Os dois ficaram ali abraçados e olhando para as estrelas um leve brisa envolvia os dois e a sensação de paz e amor também, do jardim o velho índio olhava os dois de longe e voltou para tribo confuso, se Haru era um demônio porque falava em amor.
Haru completou dezoito anos e soube pelos jornais locais que o velho índio havia falecido e uma noite ele sonhou com seu avô que  pedia desculpas e sentia muito por ter abandonado na mata, mas Haru há muito tempo havia perdoado seu avô e sua tribo.
Amanda era muito feliz por ter Haru como filho, carinhoso e muito inteligente foi para faculdade e se formou em medicina, queria ajudar a tribo dos índios a se curar de doenças trazidas pelos brancos e quando começou a clinicar na tribo passou a ser como um Deus para os índios respeitado e Honrado, se apaixonou por uma índia e se casaram  nas duas tradições dos índios e de sua família.
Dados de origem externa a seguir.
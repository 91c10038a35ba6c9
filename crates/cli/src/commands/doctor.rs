//! `medtriage doctor`: diagnose system health.

use medtriage_config::AppConfig;

pub async fn run() -> Result<(), Box<dyn std::error::Error>> {
    println!("🩺 MedTriage Doctor: System Diagnostics");
    println!("=======================================\n");

    let mut issues = 0;

    let config_path = AppConfig::config_dir().join("config.toml");
    let config = if config_path.exists() {
        match AppConfig::load() {
            Ok(config) => {
                println!("  ✅ Config file valid");
                Some(config)
            }
            Err(e) => {
                println!("  ❌ Config file invalid: {e}");
                issues += 1;
                None
            }
        }
    } else {
        println!("  ⚠️  No config file, using defaults (run `medtriage onboard`)");
        issues += 1;
        AppConfig::load().ok()
    };

    if let Some(config) = config {
        if config.has_api_key() {
            println!("  ✅ API key configured");
        } else if config.default_provider == "ollama" {
            println!("  ✅ Local provider, no API key needed");
        } else {
            println!("  ⚠️  No API key: add api_key to config.toml or export GEMINI_API_KEY");
            issues += 1;
        }

        match medtriage_triage::ReasoningEngine::from_config(&config) {
            Ok(engine) => match engine.health_check().await {
                Ok(true) => println!("  ✅ Reasoning engine reachable ({})", engine.provider_name()),
                Ok(false) => {
                    println!("  ⚠️  Reasoning engine ({}) rejected the health check", engine.provider_name());
                    issues += 1;
                }
                Err(e) => {
                    println!("  ❌ Reasoning engine unreachable: {e}");
                    issues += 1;
                }
            },
            Err(e) => {
                println!("  ❌ Reasoning engine not configured: {e}");
                issues += 1;
            }
        }

        let path = config.store.resolved_path();
        match medtriage_store::open_store(&config.store).await {
            Ok(store) => {
                let count = store.count().await?;
                println!(
                    "  ✅ Event store readable: {} ({} events)",
                    path.display(),
                    count
                );
            }
            Err(e) => {
                println!("  ❌ Event store at {} unusable: {e}", path.display());
                issues += 1;
            }
        }
    }

    println!();
    if issues == 0 {
        println!("  🎉 All checks passed!");
    } else {
        println!("  ⚠️  {issues} issue(s) found. See above for details.");
    }

    Ok(())
}
//! MedTriage CLI: the main entry point.
//!
//! Commands:
//! - `onboard`  Write the default config
//! - `serve`    Start the HTTP gateway
//! - `history`  Print the event log
//! - `triage`   Triage a free-text complaint
//! - `note`     Record a history note
//! - `report`   Synthesize a SOAP report
//! - `delete`   Remove one event by id
//! - `doctor`   Diagnose config, API key, engine, and store

use clap::{Parser, Subcommand};
use medtriage_core::event::{EventId, EventKind};

mod commands;

#[derive(Parser)]
#[command(
    name = "medtriage",
    about = "MedTriage: symptom triage over a persistent patient event log",
    version,
    author
)]
struct Cli {
    #[command(subcommand)]
    command: Commands,

    /// Enable verbose logging
    #[arg(short, long, global = true)]
    verbose: bool,

    /// Emit logs as JSON lines
    #[arg(long, global = true, env = "MEDTRIAGE_LOG_JSON")]
    log_json: bool,
}

#[derive(Subcommand)]
enum Commands {
    /// Write the default configuration
    Onboard,

    /// Start the HTTP gateway server
    Serve {
        /// Override the port
        #[arg(short, long)]
        port: Option<u16>,
    },

    /// Print the event log, oldest first
    History {
        /// Only show events of this kind (symptom, image_analysis, history_note)
        #[arg(short, long)]
        kind: Vec<EventKind>,

        /// Show at most this many of the newest matching events
        #[arg(short, long)]
        limit: Option<usize>,
    },

    /// Triage a free-text symptom description
    Triage {
        /// The complaint, in any language
        text: String,
    },

    /// Record a free-form history note
    Note {
        /// The note, stored verbatim
        text: String,
    },

    /// Synthesize a SOAP report from recent events
    Report,

    /// Delete one event by id
    Delete {
        /// The event id
        id: EventId,
    },

    /// Diagnose system health
    Doctor,
}

#[tokio::main]
async fn main() -> Result<(), Box<dyn std::error::Error>> {
    let cli = Cli::parse();

    // Initialize tracing
    let filter = if cli.verbose { "debug" } else { "info" };
    let env_filter = tracing_subscriber::EnvFilter::try_from_default_env()
        .unwrap_or_else(|_| tracing_subscriber::EnvFilter::new(filter));
    if cli.log_json {
        tracing_subscriber::fmt()
            .json()
            .with_env_filter(env_filter)
            .with_target(false)
            .init();
    } else {
        tracing_subscriber::fmt()
            .with_env_filter(env_filter)
            .with_target(false)
            .init();
    }

    match cli.command {
        Commands::Onboard => commands::onboard::run().await?,
        Commands::Serve { port } => commands::serve::run(port).await?,
        Commands::History { kind, limit } => commands::history::run(&kind, limit).await?,
        Commands::Triage { text } => commands::triage::run(&text).await?,
        Commands::Note { text } => commands::note::run(&text).await?,
        Commands::Report => commands::report::run().await?,
        Commands::Delete { id } => commands::delete::run(id).await?,
        Commands::Doctor => commands::doctor::run().await?,
    }

    Ok(())
}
Haru vivia feliz e Clóvis também se casou e se tornou um belo de um advogado que ajudava os índios a manter suas terras e seus costumes.
Basta uma atitude para um menino perdido se tornar um homem de paz e fazer para os outros o que fizeram com ele dar amor e carinho, ser mãe não é ter o mesmo sangue e sim ter o mesmo amor, amor verdadeiro que não se compra, mas se ganha.